Introduction & Related Work
Global institutions are exposed to various types of risks, ranging from market risks related to the institution’s core functions CFI (2020) BOE (2020) to operational, compliance, cyber-security, geopolitical and reputational risks Matellio (2020). Risks in these areas are inherently hard to identify and quantify. Risk mitigation is also extremely challenging, which is why the runway provided by its identification and quantification is crucial. Unfortunately, the lack of proper risk assessment has led to the demise of several organizations once the risk manifested De Haas and Van Horen (2012).
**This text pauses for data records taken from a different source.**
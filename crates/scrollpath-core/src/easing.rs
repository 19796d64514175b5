//! Easing curves and the keyframe blend used by the path controller.
//!
//! Everything here is a pure function of its inputs. Callers are expected to
//! clamp progress to \[0, 1\] before easing it.

use std::fmt;
use std::str::FromStr;

use glam::Vec3;

use crate::error::PathError;
use crate::keyframe::CameraKeyframe;

#[derive(Clone, Copy, Debug, Default, PartialEq, Eq, Hash)]
pub enum EasingType {
    Linear,
    #[default]
    EaseInOut,
    EaseIn,
    EaseOut,
    Smoothstep,
    Bounce,
}

impl EasingType {
    /// All easing types in the order the editor cycles through them.
    pub const ALL: [EasingType; 6] = [
        EasingType::Linear,
        EasingType::EaseInOut,
        EasingType::EaseIn,
        EasingType::EaseOut,
        EasingType::Smoothstep,
        EasingType::Bounce,
    ];

    pub fn name(self) -> &'static str {
        match self {
            EasingType::Linear => "linear",
            EasingType::EaseInOut => "easeInOut",
            EasingType::EaseIn => "easeIn",
            EasingType::EaseOut => "easeOut",
            EasingType::Smoothstep => "smoothstep",
            EasingType::Bounce => "bounce",
        }
    }

    /// Next easing in [`EasingType::ALL`], wrapping around.
    pub fn next(self) -> EasingType {
        let i = Self::ALL.iter().position(|e| *e == self).unwrap_or(0);
        Self::ALL[(i + 1) % Self::ALL.len()]
    }
}

impl fmt::Display for EasingType {
    fn fmt(&self, f: &mut fmt::Formatter<'_>) -> fmt::Result {
        f.write_str(self.name())
    }
}

impl FromStr for EasingType {
    type Err = PathError;

    fn from_str(s: &str) -> Result<Self, Self::Err> {
        EasingType::ALL
            .into_iter()
            .find(|e| e.name() == s)
            .ok_or_else(|| PathError::UnknownEasing(s.to_string()))
    }
}

#[inline]
fn bounce_out(t: f32) -> f32 {
    const N: f32 = 7.5625;
    const D: f32 = 2.75;
    if t < 1.0 / D {
        N * t * t
    } else if t < 2.0 / D {
        let t = t - 1.5 / D;
        N * t * t + 0.75
    } else if t < 2.5 / D {
        let t = t - 2.25 / D;
        N * t * t + 0.9375
    } else {
        let t = t - 2.625 / D;
        N * t * t + 0.984375
    }
}

/// Map linear progress `t` in \[0, 1\] to eased progress.
#[inline]
pub fn apply_easing(t: f32, easing: EasingType) -> f32 {
    match easing {
        EasingType::Linear => t,
        EasingType::EaseInOut => {
            if t < 0.5 {
                2.0 * t * t
            } else {
                -1.0 + (4.0 - 2.0 * t) * t
            }
        }
        EasingType::EaseIn => t * t,
        EasingType::EaseOut => t * (2.0 - t),
        EasingType::Smoothstep => t * t * (3.0 - 2.0 * t),
        EasingType::Bounce => bounce_out(t),
    }
}

#[inline]
pub fn lerp(a: f32, b: f32, t: f32) -> f32 {
    a + (b - a) * t
}

#[inline]
pub fn lerp_vec3(a: Vec3, b: Vec3, t: f32) -> Vec3 {
    Vec3::new(lerp(a.x, b.x, t), lerp(a.y, b.y, t), lerp(a.z, b.z, t))
}

/// Result of blending two keyframes.
#[derive(Clone, Copy, Debug, PartialEq)]
pub struct BlendedPose {
    pub position: Vec3,
    pub target: Vec3,
    pub fov: f32,
}

/// Ease `t` once and blend position, target and fov between two keyframes.
///
/// A keyframe without a usable fov contributes
/// [`DEFAULT_FOV_DEG`](crate::constants::DEFAULT_FOV_DEG).
pub fn interpolate_keyframes(
    a: &CameraKeyframe,
    b: &CameraKeyframe,
    t: f32,
    easing: EasingType,
) -> BlendedPose {
    let eased = apply_easing(t, easing);
    BlendedPose {
        position: lerp_vec3(a.position, b.position, eased),
        target: lerp_vec3(a.target, b.target, eased),
        fov: lerp(a.fov_or_default(), b.fov_or_default(), eased),
    }
}
pub mod constants;
pub mod context;
pub mod controller;
pub mod curve;
pub mod easing;
pub mod error;
pub mod input;
pub mod keyframe;
pub mod orbit;
pub mod scene;
pub mod state;
pub mod telemetry;

pub use constants::*;
pub use context::*;
pub use controller::*;
pub use curve::*;
pub use easing::*;
pub use error::*;
pub use input::*;
pub use keyframe::*;
pub use orbit::*;
pub use scene::*;
pub use state::*;
pub use telemetry::*;

// Shaders bundled as string constants
pub static LINES_WGSL: &str = include_str!("../shaders/lines.wgsl");
use scrollpath_core::LineVertex;

#[repr(C)]
#[derive(Copy, Clone, bytemuck::Pod, bytemuck::Zeroable)]
pub(crate) struct Uniforms {
    pub(crate) view_proj: [[f32; 4]; 4],
}

pub(crate) fn create_vertex_buffer(device: &wgpu::Device, capacity: usize) -> wgpu::Buffer {
    device.create_buffer(&wgpu::BufferDescriptor {
        label: Some("line_vb"),
        size: (std::mem::size_of::<LineVertex>() * capacity.max(1)) as u64,
        usage: wgpu::BufferUsages::VERTEX | wgpu::BufferUsages::COPY_DST,
        mapped_at_creation: false,
    })
}

pub(crate) struct LineResources {
    pub(crate) pipeline: wgpu::RenderPipeline,
    pub(crate) uniform_buffer: wgpu::Buffer,
    pub(crate) bind_group: wgpu::BindGroup,
}

pub(crate) fn create_line_resources(
    device: &wgpu::Device,
    color_format: wgpu::TextureFormat,
) -> LineResources {
    let shader = device.create_shader_module(wgpu::ShaderModuleDescriptor {
        label: Some("lines_shader"),
        source: wgpu::ShaderSource::Wgsl(scrollpath_core::LINES_WGSL.into()),
    });
    let bgl = device.create_bind_group_layout(&wgpu::BindGroupLayoutDescriptor {
        label: Some("lines_bgl"),
        entries: &[wgpu::BindGroupLayoutEntry {
            binding: 0,
            visibility: wgpu::ShaderStages::VERTEX,
            ty: wgpu::BindingType::Buffer {
                ty: wgpu::BufferBindingType::Uniform,
                has_dynamic_offset: false,
                min_binding_size: None,
            },
            count: None,
        }],
    });
    let pl = device.create_pipeline_layout(&wgpu::PipelineLayoutDescriptor {
        label: Some("lines_pl"),
        bind_group_layouts: &[&bgl],
        push_constant_ranges: &[],
    });
    let vertex_layout = wgpu::VertexBufferLayout {
        array_stride: std::mem::size_of::<LineVertex>() as u64,
        step_mode: wgpu::VertexStepMode::Vertex,
        attributes: &[
            wgpu::VertexAttribute {
                format: wgpu::VertexFormat::Float32x3,
                offset: 0,
                shader_location: 0,
            },
            wgpu::VertexAttribute {
                format: wgpu::VertexFormat::Float32x4,
                offset: 12,
                shader_location: 1,
            },
        ],
    };
    let pipeline = device.create_render_pipeline(&wgpu::RenderPipelineDescriptor {
        label: Some("lines_pipeline"),
        layout: Some(&pl),
        vertex: wgpu::VertexState {
            module: &shader,
            entry_point: Some("vs_main"),
            buffers: &[vertex_layout],
            compilation_options: wgpu::PipelineCompilationOptions::default(),
        },
        primitive: wgpu::PrimitiveState {
            topology: wgpu::PrimitiveTopology::LineList,
            ..Default::default()
        },
        depth_stencil: None,
        multisample: wgpu::MultisampleState::default(),
        fragment: Some(wgpu::FragmentState {
            module: &shader,
            entry_point: Some("fs_main"),
            targets: &[Some(wgpu::ColorTargetState {
                format: color_format,
                blend: Some(wgpu::BlendState::ALPHA_BLENDING),
                write_mask: wgpu::ColorWrites::ALL,
            })],
            compilation_options: wgpu::PipelineCompilationOptions::default(),
        }),
        cache: None,
        multiview: None,
    });
    let uniform_buffer = device.create_buffer(&wgpu::BufferDescriptor {
        label: Some("lines_uniforms"),
        size: std::mem::size_of::<Uniforms>() as u64,
        usage: wgpu::BufferUsages::UNIFORM | wgpu::BufferUsages::COPY_DST,
        mapped_at_creation: false,
    });
    let bind_group = device.create_bind_group(&wgpu::BindGroupDescriptor {
        label: Some("lines_bg"),
        layout: &bgl,
        entries: &[wgpu::BindGroupEntry {
            binding: 0,
            resource: uniform_buffer.as_entire_binding(),
        }],
    });

    LineResources {
        pipeline,
        uniform_buffer,
        bind_group,
    }
}
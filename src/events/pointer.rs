use scrollpath_core::{wheel_delta_px, ContextHandle};
use wasm_bindgen::JsCast;
use web_sys as web;

use crate::input;

pub struct InputWiring {
    pub canvas: web::HtmlCanvasElement,
    pub ctx: ContextHandle,
}

fn report(result: scrollpath_core::Result<()>) {
    if let Err(e) = result {
        log::error!("[input] {}", e);
    }
}

pub fn wire_input_handlers(w: InputWiring) {
    let Some(window) = web::window() else {
        return;
    };

    // pointermove
    {
        let ctx = w.ctx.clone();
        let canvas = w.canvas.clone();
        let closure = wasm_bindgen::closure::Closure::wrap(Box::new(move |ev: web::PointerEvent| {
            let px = input::pointer_canvas_px(&ev, &canvas);
            let ndc = input::pointer_viewport_ndc(&ev);
            report(ctx.with(|c| c.on_pointer_move(px, ndc)));
        }) as Box<dyn FnMut(_)>);
        let _ = window
            .add_event_listener_with_callback("pointermove", closure.as_ref().unchecked_ref());
        closure.forget();
    }

    // pointerdown
    {
        let ctx = w.ctx.clone();
        let canvas = w.canvas.clone();
        let closure = wasm_bindgen::closure::Closure::wrap(Box::new(move |ev: web::PointerEvent| {
            let px = input::pointer_canvas_px(&ev, &canvas);
            report(ctx.with(|c| c.on_pointer_down(px)));
            let _ = canvas.set_pointer_capture(ev.pointer_id());
        }) as Box<dyn FnMut(_)>);
        let _ = w
            .canvas
            .add_event_listener_with_callback("pointerdown", closure.as_ref().unchecked_ref());
        closure.forget();
    }

    // pointerup
    {
        let ctx = w.ctx.clone();
        let closure = wasm_bindgen::closure::Closure::wrap(Box::new(move |_ev: web::PointerEvent| {
            report(ctx.with(|c| c.on_pointer_up()));
        }) as Box<dyn FnMut(_)>);
        let _ =
            window.add_event_listener_with_callback("pointerup", closure.as_ref().unchecked_ref());
        closure.forget();
    }

    // wheel (non-passive so the page itself does not scroll)
    {
        let ctx = w.ctx.clone();
        let closure = wasm_bindgen::closure::Closure::wrap(Box::new(move |ev: web::WheelEvent| {
            let delta = wheel_delta_px(ev.delta_y(), ev.delta_mode());
            report(ctx.with(|c| c.on_wheel(delta)));
            ev.prevent_default();
        }) as Box<dyn FnMut(_)>);
        let opts = web::AddEventListenerOptions::new();
        opts.set_passive(false);
        let _ = window.add_event_listener_with_callback_and_add_event_listener_options(
            "wheel",
            closure.as_ref().unchecked_ref(),
            &opts,
        );
        closure.forget();
    }
}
In our work, we present a system for risk identification utilizing knowledge graphs for representing risk areas and a neural embedding model Reimers and Gurevych (2019) for multi-lingual news matching tailored towards financial institutions.
The formal definition of a risk and the study of methods for risk assessment and mitigation has a long history of academic research Henley and Kumamoto (1981), Covello and Mumpower (1985), Rechard (1999), Bedford et al. (2001), Thompson et al. (2005) and Zio (2009)
. Similarly, the use of natural language processing and knowledge graphs for news recommendation has been studied extensively and is used widely in practice. The majority of the work has focused on developing news recommendation systems tailored towards users preferences.Wang et al. (2020) describes a news recommendation system employed by a major financial ratings agency utilizing a neural embedding model developed by Peters et al. (2018) for news contextual embeddings representation. Other approaches to news recommendations include IJntema et al. (2010) which utilize externally developed ontologies to find news, collaborative filtering Lu et al. (2015) and graph embeddings Ren et al. (2019).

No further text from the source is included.